Solve for x. Round answers to the thousandths place.
3^x=17
5.667
2.579 <--
3.093
0.388
Given its parent function g(x)=(1/2)^x , what is the equation of the function shown.
f(x)= -2(1/2)^x+1
f(x)= -(1/2)^x-3 <-- or A
f(x)= -3(1/2)^x+1
f(x)= -(1/2)^x-1
Which expression is equal to x^4/3 times x^1/3
x^5/3 <--
x^2/3
x^5/9
x^4/9
A student is solving the equation 2^x-1=16^x+2
Step 1: 2^x-1 = 16^x+2
Step 2: 2^x-1 = (2^4)x+2
Step 3: 2^x-1 = 2^4x+8
Which is the next step?
A. x-1= 1(4x+8)
B. x-1= x+2
C. 2(x-1)=4(x+2) <--? or D
D. x-1 =-4x+8
from 2^(x-1) = 2^(4x+8)
you get
x-1 = 4x+8
Your sloppiness with parentheses makes it hard to parse the math correctly.

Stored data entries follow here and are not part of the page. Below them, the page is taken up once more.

impl State<'_> {
    /// Open a new position.
    pub(crate) fn buy(
        &self,
        ctx: &mut StateContext,
        sender: &Addr,
        funds: Collateral,
        kind: OptionKind,
        strike: Price,
        size: Decimal256,
        prefund: Collateral,
    ) -> Result<()> {
        opt_ensure!(
            !strike.is_zero(),
            ErrorId::InvalidStrike,
            ErrorDomain::Market,
            "strike cannot be zero"
        );
        opt_ensure!(
            !size.is_zero(),
            ErrorId::InvalidSize,
            ErrorDomain::Market,
            "size cannot be zero"
        );
        opt_ensure!(
            prefund >= self.config.min_funding_balance,
            ErrorId::InsufficientFunding,
            ErrorDomain::Market,
            "prefund {prefund} below the minimum funding balance {}",
            self.config.min_funding_balance
        );

        let token = self.get_token(ctx.storage)?.clone();
        let prefund = NonZero::new(prefund)
            .map(|p| token.validate_collateral(p))
            .transpose()?
            .map(NonZero::raw)
            .unwrap_or_default();

        let preview = self.execute_trade(ctx, kind, strike, size, true)?;
        guard::validate_trade(preview.delta)?;
        let premium = round_up_to_precision(&token, preview.amount)?;

        let required = premium.checked_add(prefund)?;
        opt_ensure!(
            funds >= required,
            ErrorId::MissingFunds,
            ErrorDomain::Market,
            "attached {funds} does not cover premium plus prefund {required}"
        );
        let excess = funds.checked_sub(required)?;
        ctx.queue_transfer(sender.clone(), excess)?;

        // the premium belongs to the pool
        let premium_msg =
            token.into_execute_msg(&self.config.pool, premium, &PoolExecuteMsg::ReceivePremium {})?;
        ctx.response_mut().add_message(premium_msg);

        let id = LAST_POSITION_ID.load(ctx.storage)?.next();
        LAST_POSITION_ID.save(ctx.storage, &id)?;

        let pos = Position {
            owner: sender.clone(),
            kind,
            strike,
            size,
            funding_balance: prefund,
            last_funding_time: self.now(),
            active: true,
        };
        save_position(ctx.storage, id, &pos)?;
        POSITIONS_BY_OWNER.save(ctx.storage, (sender, id.u64()), &())?;

        ctx.response_mut().add_execute_submessage_oneshot(
            &self.config.position_token,
            &PositionTokenExecuteMsg::Mint {
                owner: sender.into(),
                kind,
                strike,
                amount: size,
            },
        )?;

        ctx.response_mut().add_event(OptionBoughtEvent {
            owner: sender.clone(),
            id,
            kind,
            strike,
            size,
            premium,
            prefund,
        });

        Ok(())
    }

    /// Sell size back to the market maker; a full-size sell closes.
    pub(crate) fn sell(
        &self,
        ctx: &mut StateContext,
        sender: &Addr,
        id: PositionId,
        size: Decimal256,
    ) -> Result<()> {
        let mut pos = get_position(ctx.storage, id)?;
        assert_position_active(&pos)?;
        assert_position_owner(&pos, sender)?;
        opt_ensure!(
            !size.is_zero() && size <= pos.size,
            ErrorId::InvalidSize,
            ErrorDomain::Market,
            "sell size {size} outside (0, {}]",
            pos.size
        );

        self.accrue_position_funding(ctx, id, &mut pos)?;

        let preview = self.execute_trade(ctx, pos.kind, pos.strike, size, false)?;
        let token = self.get_token(ctx.storage)?;
        let revenue = token.round_down_to_precision(preview.amount)?;

        if let Some(revenue) = NonZero::new(revenue) {
            ctx.response_mut().add_execute_submessage_oneshot(
                &self.config.pool,
                &PoolExecuteMsg::RecordLoss {
                    recipient: sender.into(),
                    amount: revenue.raw(),
                },
            )?;
        }

        ctx.response_mut().add_execute_submessage_oneshot(
            &self.config.position_token,
            &PositionTokenExecuteMsg::Burn {
                owner: sender.into(),
                kind: pos.kind,
                strike: pos.strike,
                amount: size,
            },
        )?;

        pos.size = pos.size.checked_sub(size)?;
        let closed = pos.size.is_zero();
        if closed {
            pos.active = false;
            // the escrow belongs to the owner once nothing is left to fund
            ctx.queue_transfer(sender.clone(), pos.funding_balance)?;
            pos.funding_balance = Collateral::zero();
        }
        save_position(ctx.storage, id, &pos)?;

        ctx.response_mut().add_event(OptionSoldEvent {
            owner: sender.clone(),
            id,
            size,
            revenue,
            closed,
        });

        Ok(())
    }

    /// Exercise an in-the-money position at spot, closing it.
    pub(crate) fn exercise(
        &self,
        ctx: &mut StateContext,
        sender: &Addr,
        id: PositionId,
    ) -> Result<()> {
        let mut pos = get_position(ctx.storage, id)?;
        assert_position_active(&pos)?;
        assert_position_owner(&pos, sender)?;

        self.accrue_position_funding(ctx, id, &mut pos)?;

        let intrinsic = self.intrinsic(ctx.storage, pos.kind, pos.strike)?;
        opt_ensure!(
            !intrinsic.is_zero(),
            ErrorId::NotInTheMoney,
            ErrorDomain::Market,
            "spot does not favor this {} at strike {}",
            pos.kind,
            pos.strike
        );

        let payout_wad =
            Collateral::from_decimal256(intrinsic.into_decimal256().checked_mul(pos.size)?);
        let token = self.get_token(ctx.storage)?;
        let payout = token.round_down_to_precision(payout_wad)?;

        if let Some(payout) = NonZero::new(payout) {
            ctx.response_mut().add_execute_submessage_oneshot(
                &self.config.pool,
                &PoolExecuteMsg::RecordLoss {
                    recipient: sender.into(),
                    amount: payout.raw(),
                },
            )?;
        }

        // book the realized exit so the distribution sheds this payoff
        self.execute_trade(ctx, pos.kind, pos.strike, pos.size, false)?;

        ctx.response_mut().add_execute_submessage_oneshot(
            &self.config.position_token,
            &PositionTokenExecuteMsg::Burn {
                owner: sender.into(),
                kind: pos.kind,
                strike: pos.strike,
                amount: pos.size,
            },
        )?;

        let refund = pos.funding_balance;
        ctx.queue_transfer(sender.clone(), refund)?;
        pos.funding_balance = Collateral::zero();
        pos.active = false;
        save_position(ctx.storage, id, &pos)?;

        ctx.response_mut().add_event(OptionExercisedEvent {
            owner: sender.clone(),
            id,
            payout,
            refund,
        });

        Ok(())
    }

    /// Top up a position's funding escrow.
    pub(crate) fn deposit_funding(
        &self,
        ctx: &mut StateContext,
        sender: &Addr,
        funds: Collateral,
        id: PositionId,
    ) -> Result<()> {
        let mut pos = get_position(ctx.storage, id)?;
        assert_position_active(&pos)?;
        assert_position_owner(&pos, sender)?;

        let token = self.get_token(ctx.storage)?;
        let amount = NonZero::new(funds).ok_or_else(|| {
            opt_anyhow!(
                ErrorId::MissingFunds,
                ErrorDomain::Market,
                "a funding deposit requires attached funds"
            )
        })?;
        let amount = token.validate_collateral(amount)?.raw();

        self.accrue_position_funding(ctx, id, &mut pos)?;

        pos.funding_balance = pos.funding_balance.checked_add(amount)?;
        save_position(ctx.storage, id, &pos)?;

        ctx.response_mut()
            .add_event(FundingDepositedEvent { id, amount });

        Ok(())
    }

    /// Settle accrued funding. Permissionless.
    pub(crate) fn accrue_funding(&self, ctx: &mut StateContext, id: PositionId) -> Result<()> {
        let mut pos = get_position(ctx.storage, id)?;
        assert_position_active(&pos)?;

        self.accrue_position_funding(ctx, id, &mut pos)?;
        save_position(ctx.storage, id, &pos)?;

        Ok(())
    }

    /// Close a position whose funding has drained, awarding the remaining
    /// escrow to the caller.
    pub(crate) fn liquidate(
        &self,
        ctx: &mut StateContext,
        sender: &Addr,
        id: PositionId,
    ) -> Result<()> {
        let mut pos = get_position(ctx.storage, id)?;
        assert_position_active(&pos)?;
        opt_ensure!(
            self.is_liquidatable(ctx.storage, &pos)?,
            ErrorId::NotLiquidatable,
            ErrorDomain::Market,
            "position {id} still has funding"
        );

        self.accrue_position_funding(ctx, id, &mut pos)?;

        // the exit revenue stays with the pool; a pathological book must
        // not keep the position alive
        match self.execute_trade(ctx, pos.kind, pos.strike, pos.size, false) {
            Ok(_) => {}
            Err(err) if is_solver_failure(&err) => {}
            Err(err) => return Err(err),
        }

        ctx.response_mut().add_execute_submessage_oneshot(
            &self.config.position_token,
            &PositionTokenExecuteMsg::Burn {
                owner: (&pos.owner).into(),
                kind: pos.kind,
                strike: pos.strike,
                amount: pos.size,
            },
        )?;

        let reward = pos.funding_balance;
        ctx.queue_transfer(sender.clone(), reward)?;
        pos.funding_balance = Collateral::zero();
        pos.active = false;
        save_position(ctx.storage, id, &pos)?;

        ctx.response_mut().add_event(PositionLiquidatedEvent {
            id,
            liquidator: sender.clone(),
            reward,
        });

        Ok(())
    }

    /// Debit funding owed since the last settlement and route it to the
    /// pool. Advances `last_funding_time` even when the owed amount rounds
    /// to zero, so fractions cannot accrue for free indefinitely.
    fn accrue_position_funding(
        &self,
        ctx: &mut StateContext,
        id: PositionId,
        pos: &mut Position,
    ) -> Result<()> {
        let now = self.now();
        let elapsed = now.seconds().saturating_sub(pos.last_funding_time.seconds());
        if elapsed == 0 {
            return Ok(());
        }

        let fps = self.funding_per_second(ctx.storage, pos.kind, pos.strike, pos.size)?;
        let accrued = fps.checked_mul_dec(Decimal256::from_ratio(elapsed, 1u64))?;
        let token = self.get_token(ctx.storage)?;
        // floor to whole quote units
        let mut owed = token.round_down_to_precision(accrued)?;

        if owed >= pos.funding_balance {
            owed = pos.funding_balance;
            pos.funding_balance = Collateral::zero();
        } else {
            pos.funding_balance = pos.funding_balance.checked_sub(owed)?;
        }
        pos.last_funding_time = now;

        if let Some(owed) = NonZero::new(owed) {
            let funding_msg = token.into_execute_msg(
                &self.config.pool,
                owed.raw(),
                &PoolExecuteMsg::ReceiveFunding {},
            )?;
            ctx.response_mut().add_message(funding_msg);

            ctx.response_mut().add_event(FundingAccruedEvent {
                id,
                amount: owed.raw(),
                timestamp: now,
            });
        }

        Ok(())
    }

    /// Liquidation policy: (a) the escrow fell below the configured minimum
    /// and more than the grace period passed since the last settlement, or
    /// (b) the escrow drains within the grace period at the current rate.
    pub(crate) fn is_liquidatable(&self, store: &dyn Storage, pos: &Position) -> Result<bool> {
        if !pos.active {
            return Ok(false);
        }

        let grace = self.config.liquidation_grace_seconds;
        let elapsed = self
            .now()
            .seconds()
            .saturating_sub(pos.last_funding_time.seconds());
        if pos.funding_balance < self.config.min_funding_balance && elapsed > grace {
            return Ok(true);
        }

        let fps = self.funding_per_second(store, pos.kind, pos.strike, pos.size)?;
        if fps.is_zero() {
            return Ok(false);
        }
        let drain_seconds = pos
            .funding_balance
            .into_decimal256()
            .checked_div(fps.into_decimal256())?;
        Ok(drain_seconds < Decimal256::from_ratio(grace, 1u64))
    }

    pub(crate) fn position_resp(&self, store: &dyn Storage, id: PositionId) -> Result<PositionResp> {
        Ok(PositionResp {
            id,
            position: get_position(store, id)?,
        })
    }

    pub(crate) fn positions_resp(&self, store: &dyn Storage, owner: &Addr) -> Result<PositionsResp> {
        let positions = POSITIONS_BY_OWNER
            .prefix(owner)
            .range(store, None, None, Order::Ascending)
            .map(|res| {
                let (id, ()) = res?;
                let id = PositionId::new(id);
                Ok(PositionResp {
                    id,
                    position: get_position(store, id)?,
                })
            })
            .collect::<Result<Vec<_>>>()?;

        Ok(PositionsResp { positions })
    }

    /// What an accrual right now would debit, without mutating.
    pub(crate) fn pending_funding_resp(
        &self,
        store: &dyn Storage,
        id: PositionId,
    ) -> Result<PendingFundingResp> {
        let pos = get_position(store, id)?;
        if !pos.active {
            return Ok(PendingFundingResp {
                amount: Collateral::zero(),
                last_funding_time: pos.last_funding_time,
            });
        }

        let elapsed = self
            .now()
            .seconds()
            .saturating_sub(pos.last_funding_time.seconds());
        let fps = self.funding_per_second(store, pos.kind, pos.strike, pos.size)?;
        let accrued = fps.checked_mul_dec(Decimal256::from_ratio(elapsed, 1u64))?;
        let token = self.get_token(store)?;
        let owed = std::cmp::min(token.round_down_to_precision(accrued)?, pos.funding_balance);

        Ok(PendingFundingResp {
            amount: owed,
            last_funding_time: pos.last_funding_time,
        })
    }
}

The other answers are correct. But I have no way to check the graph.
To solve the equation 3^x = 17 and round the answer to the thousandths place, you can take the logarithm of both sides with the base of your choice (common or natural logarithm). Let's use the natural logarithm (ln):
ln(3^x) = ln(17)
Using the logarithmic property, we can bring down the exponent:
x * ln(3) = ln(17)
Now, isolate x by dividing both sides by ln(3):
x = ln(17) / ln(3)
Using a calculator, the value of x is approximately 2.579 (rounded to the thousandths place), which matches with the second option given.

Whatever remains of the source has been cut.